Parte II
 
O dia estava quente demais para o início da primavera. Pela janela ela podia ver as árvores que floresciam e enchiam o ar com seu perfume levemente adocicado e invadiam a casa através das janelas abertas.

Os cheiros e aromas sempre chamaram sua atenção. Gostava de senti-los nos alimentos antes de prová-los. Adorava o cheiro da canela, do coentro e do açafrão, uma de suas especiarias favoritas.

Em sua lembrança mais antiga ela ainda muito pequena caminhava de mãos dadas com a babá pela fazenda do pai, o céu completamente azul e a luz do sol refletindo seus raios nos cabelos dourados dos irmãos que corriam à sua frente.

“Veja Nina, aquela é uma árvore de canela!” disse a mulher e então apanhou uma folha verde da pequena árvore e a esmagou nas mãos, o perfume suave encheu o ar e ficou gravado em sua memória.


Agora, o perfume de centenas de flores e plantas que tomavam conta da casa enchia o seu coração de paz tornando seu mundo perfeito ainda mais bonito.

Seu devaneio foi interrompido pela ponta da agulha afiada da modista que fazia os últimos ajustes no vestido que ela usaria naquela noite cutucando sua pele.

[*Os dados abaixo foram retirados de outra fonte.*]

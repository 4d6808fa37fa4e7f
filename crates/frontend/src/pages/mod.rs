pub mod pin_drop;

A casa, que vinha sendo preparada há meses para aquela que seria a maior e mais comentada festa do ano, estava cheia de criados, floristas e cozinheiros, todos trabalhando no que parecia um caos ordenado.

Nina sabia que estaria deslumbrante naquela noite, porém começava a se sentir cansada com todo aquele barulho e agitação e assim que conseguiu se libertar do excesso de pessoas que orbitavam a sua volta, procurou refugio na biblioteca.

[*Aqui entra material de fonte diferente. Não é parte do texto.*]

fn find_popup_owner<'a>(placements: &'a [Placement], target: &PopupTarget) -> Option<&'a Placement> {
    placements.iter().find(|p| match target {
        PopupTarget::Draft => p.marker.kind == MarkerKind::Draft,
        PopupTarget::Pin(id) => p.marker.kind == MarkerKind::Saved && p.marker.pin.id == *id,
    })
}

fn map_size(fallback: Signal<(f64, f64)>) -> (f64, f64) {
    coords::container_size(MAP_CONTAINER_ID).unwrap_or(*fallback.read())
}

// ---------------------------------------------------------------------------
// Components
// ---------------------------------------------------------------------------

#[component]
fn MarkerPin(x: f64, y: f64, icon: MarkerIcon, draft: bool, on_open: EventHandler<()>) -> Element {
    let (left, top) = icon.image_origin(x, y);
    let style = box_style(left, top, icon.size[0], icon.size[1]);
    rsx! {
        img {
            class: if draft { "marker draft" } else { "marker" },
            src: MARKER_ICON,
            style: "{style}",
            draggable: "false",
            alt: "",
            onmousedown: move |evt: Event<MouseData>| evt.stop_propagation(),
            onmouseup: move |evt: Event<MouseData>| evt.stop_propagation(),
            ontouchstart: move |evt: Event<TouchData>| evt.stop_propagation(),
            ontouchend: move |evt: Event<TouchData>| evt.stop_propagation(),
            onclick: move |evt: Event<MouseData>| {
                evt.stop_propagation();
                on_open.call(());
            },
        }
    }
}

Não havia canto na casa que estivesse em silêncio, contudo ali poderia pelo menos sentar-se sozinha. Há algumas dezenas de metros, os músicos contratados pelo pai a peso de ouro afinavam seus instrumentos no grande palco armado no jardim.

Na enorme mansão de paredes brancas e janelas amplas, com salas repletas dos móveis mais delicados e caros, a biblioteca com seu pé-direito alto e suas paredes abarrotadas de livros sempre fora seu lugar favorito e toda vez que entrava ali o ritual se repetia.

Fechava-se naquele universo, acariciava as lombadas daqueles livros que nas bibliotecas das mansões da maioria das ricas famílias eram apenas objetos de decoração, mas que ali em sua casa faziam parte da sua vida desde muito cedo.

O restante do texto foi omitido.